厚生労働省は、2015年度予算概算要求に、薬局・薬剤師を活用した健康情報拠点「健康ナビステーション(仮称)」の整備にむけてその基準作りを検討する経費を計上したと報道されました。
超高齢社会へと突入したわが国で、医療費の適正化を進めるために種々の施策が打ち出されていますが、従来の医療機関から在宅・介護施設への患者のシフトに加え、セルフメディケーションの推進や予防医療への取り組み強化なども、今後、推進されていくと思われます。
ただ、ちょっと話が複雑になっているのも事実。ここは、ちょっと原点に立ち返って、薬局の待合室ということを考えてみたいと思います。

待ち時間は短い方が良い!?

保険調剤業務における「待ち時間」のとらえ方は、善か悪かということでいえば、やはり悪という観点で語られることが多かったように思います。顧客満足度を上げるために、できるだけ待ち時間を短くするとともに、ソファや雑誌、テレビなどを備えて、いわゆる「アメニティ」を向上させるという取り組みが広く行われてきました。
この10年ほどは、調剤機器の発達により多くの作業は機械化されてきましたし、昨今では、処方箋をスマートフォンで取り込んで薬局へ事前に送信し、待ち時間を極端に短縮するアプリなども多数開発されており、「待ち時間」はさらに短縮の方向に向かっているように思います。しかし、です。薬局での待ち時間を限りなくゼロに近づけることが、本当に大切なことなのでしょうか。

薬局はどういう場所か?

私はこの議論は、薬局が結局どういう場所だと捉えるか?によって結論は違う方向に行ってしまうのではないかと考えています。
もし、薬局がお薬の受け渡し場所で、お薬の内容や使用上の注意について説明を受けるのみの場所であるならば、おそらく、待ち時間はゼロにするのが顧客満足度を高めることになるでしょう。そして、従来の「待ち時間対策」の流れは、まさにその方向に進んでいるのだと思います。
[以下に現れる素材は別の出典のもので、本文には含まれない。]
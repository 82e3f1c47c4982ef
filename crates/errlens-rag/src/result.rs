// Analysis result types shared by the analyzer, the history store and the report

use chrono::{DateTime, Utc};
use errlens_core::{Fingerprint, LogLevel};
use serde::{Deserialize, Serialize};

/// Severity assigned by the analysis (ordered from lowest to highest)
#[derive(Debug, Clone, Copy, PartialEq, Eq, PartialOrd, Ord, Hash, Serialize, Deserialize)]
#[serde(rename_all = "UPPERCASE")]
pub enum Severity {
    Low,
    Medium,
    High,
    Critical,
}

impl Severity {
    /// Map any model-supplied label onto the nearest known severity.
    /// Unrecognized labels land on MEDIUM.
    pub fn coerce(label: &str) -> Self {
        let upper = label.trim().to_uppercase();
        match upper.as_str() {
            "LOW" | "MINOR" | "TRIVIAL" | "INFO" | "INFORMATIONAL" | "DEBUG" | "NONE" => Severity::Low,
            "MEDIUM" | "MED" | "MODERATE" | "NORMAL" | "WARN" | "WARNING" => Severity::Medium,
            "HIGH" | "MAJOR" | "SEVERE" | "ERROR" | "URGENT" | "IMPORTANT" => Severity::High,
            "CRITICAL" | "CRIT" | "FATAL" | "BLOCKER" | "EMERGENCY" | "P0" | "SEV0" | "SEV1" => {
                Severity::Critical
            }
            _ => {
                if let Ok(n) = upper.parse::<f64>() {
                    return Self::from_rank(n);
                }
                if upper.contains("CRIT") || upper.contains("FATAL") {
                    Severity::Critical
                } else if upper.contains("HIGH") {
                    Severity::High
                } else if upper.contains("LOW") {
                    Severity::Low
                } else {
                    Severity::Medium
                }
            }
        }
    }

    /// numeric scale 1 (low) .. 4 (critical), rounded and clamped
    pub fn from_rank(rank: f64) -> Self {
        if rank.is_nan() {
            return Severity::Medium;
        }
        match rank.round().clamp(1.0, 4.0) as u8 {
            1 => Severity::Low,
            2 => Severity::Medium,
            3 => Severity::High,
            _ => Severity::Critical,
        }
    }

    /// Fallback severity when the model gave us nothing usable
    pub fn from_log_level(level: LogLevel) -> Self {
        match level {
            LogLevel::Critical => Severity::Critical,
            LogLevel::Error => Severity::High,
            _ => Severity::Medium,
        }
    }

    pub fn as_str(&self) -> &'static str {
        match self {
            Severity::Low => "LOW",
            Severity::Medium => "MEDIUM",
            Severity::High => "HIGH",
            Severity::Critical => "CRITICAL",
        }
    }
}

impl std::fmt::Display for Severity {
    fn fmt(&self, f: &mut std::fmt::Formatter<'_>) -> std::fmt::Result {
        f.write_str(self.as_str())
    }
}

#[derive(Debug, Clone, Copy, PartialEq, Eq, Hash, Serialize, Deserialize)]
#[serde(rename_all = "UPPERCASE")]
pub enum ResultStatus {
    Ok,
    Degraded,
    Failed,
}

/// A previously analyzed error retrieved as context
#[derive(Debug, Clone, PartialEq, Serialize, Deserialize)]
pub struct HistoryReference {
    pub fingerprint: Fingerprint,
    pub similarity: f32,
    pub error_message: String,
    pub explanation: String,
    pub severity: Severity,
    pub created_at: DateTime<Utc>,
}

#[derive(Debug, Clone, PartialEq, Serialize, Deserialize)]
pub struct AnalysisResult {
    pub error_message: String,
    pub explanation: String,
    pub possible_causes: Vec<String>,
    pub severity: Severity,
    pub recommendations: Vec<String>,
    /// final score in [0, 1]
    pub confidence_score: f32,
    #[serde(default)]
    pub similar_history: Vec<HistoryReference>,
    pub status: ResultStatus,
    /// history index was unreachable for this unit
    #[serde(default)]
    pub no_history_context: bool,
    #[serde(default)]
    pub truncated: bool,
    #[serde(default, skip_serializing_if = "Option::is_none")]
    pub failure_cause: Option<String>,
}

impl AnalysisResult {
    /// Placeholder used after schema repair attempts ran out
    pub fn degraded(error_message: impl Into<String>, severity: Severity, cause: impl Into<String>) -> Self {
        Self {
            error_message: error_message.into(),
            explanation: "Automated analysis could not produce a valid explanation for this error."
                .to_string(),
            possible_causes: Vec::new(),
            severity,
            recommendations: vec!["Review the error manually or re-run the analysis.".to_string()],
            confidence_score: 0.0,
            similar_history: Vec::new(),
            status: ResultStatus::Degraded,
            no_history_context: false,
            truncated: false,
            failure_cause: Some(cause.into()),
        }
    }

    /// Result for a unit whose analysis never completed
    pub fn failed(error_message: impl Into<String>, severity: Severity, cause: impl Into<String>) -> Self {
        Self {
            explanation: "Analysis failed for this error.".to_string(),
            status: ResultStatus::Failed,
            recommendations: Vec::new(),
            ..Self::degraded(error_message, severity, cause)
        }
    }

    pub fn is_ok(&self) -> bool {
        self.status == ResultStatus::Ok
    }
}

#[cfg(test)]
mod tests {
    use super::*;

    #[test]
    fn test_coerce_known_and_nearby_labels() {
        assert_eq!(Severity::coerce("high"), Severity::High);
        assert_eq!(Severity::coerce(" Critical "), Severity::Critical);
        assert_eq!(Severity::coerce("SEVERE"), Severity::High);
        assert_eq!(Severity::coerce("warning"), Severity::Medium);
        assert_eq!(Severity::coerce("very high"), Severity::High);
        assert_eq!(Severity::coerce("3"), Severity::High);
        assert_eq!(Severity::coerce("9"), Severity::Critical);
        assert_eq!(Severity::coerce("banana"), Severity::Medium);
    }

    #[test]
    fn test_ordering() {
        assert!(Severity::Critical > Severity::High);
        assert!(Severity::High > Severity::Medium);
        assert!(Severity::Medium > Severity::Low);
    }

    #[test]
    fn test_failed_result_shape() {
        let result = AnalysisResult::failed("disk full", Severity::Critical, "timed out");
        assert_eq!(result.status, ResultStatus::Failed);
        assert_eq!(result.confidence_score, 0.0);
        assert_eq!(result.failure_cause.as_deref(), Some("timed out"));

        let json = serde_json::to_value(&result).unwrap();
        assert_eq!(json["status"], "FAILED");
        assert_eq!(json["severity"], "CRITICAL");
    }
}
しかし、薬局は果たしてそれだけの場所なのでしょうか?これは、薬剤師の視点から考えてみるとよいかも知れません。もし、薬局がお薬の受け渡し場所のみの場所なのであれば、薬剤師はそのためだけの係員ということになります。薬学教育が6年制へと移行し、地域医療の中で、本当に活躍できる臨床家を目指す方向とは、大きく異なるイメージにならないでしょうか?「待ち時間ゼロ」というのは、患者さんの「薬局滞在時間ゼロ」を目指すこととイコールになるわけですが、そのような状況を望む薬剤師は決して多くないと思います。

患者さんが本当に手に入れたいもの

ところで、薬局に訪れる患者さんは何を手に入れたいと思っているのでしょうか?薬でしょうか?それとも健康でしょうか?患者さんが本当に欲しているものは、薬というモノなのでしょうか、それとも痛みからの解放なのでしょうか?
当然、後者であるはずです。今、薬局や薬剤師にまつわるジレンマは、この部分のちょっとした意識のずれにあるのではないかと思っています。

すなわち、薬剤師が提供するものが薬というモノでしかないならば、おそらく「待ち時間ゼロ」、「薬局滞在時間ゼロ」が命題となります。しかし、薬剤師が患者さんに提供したいものは、薬ではなく健康、痛みからの解放のはずです。痛み止めを処方箋に従って調剤したあと、本当に痛みが取れたかどうかを薬剤師も確認すれば、効果が無いときの理由や頓服薬の使うタイミングなどで薬剤師としての専門性が活かせる分野が自ずと見えてくるはずです。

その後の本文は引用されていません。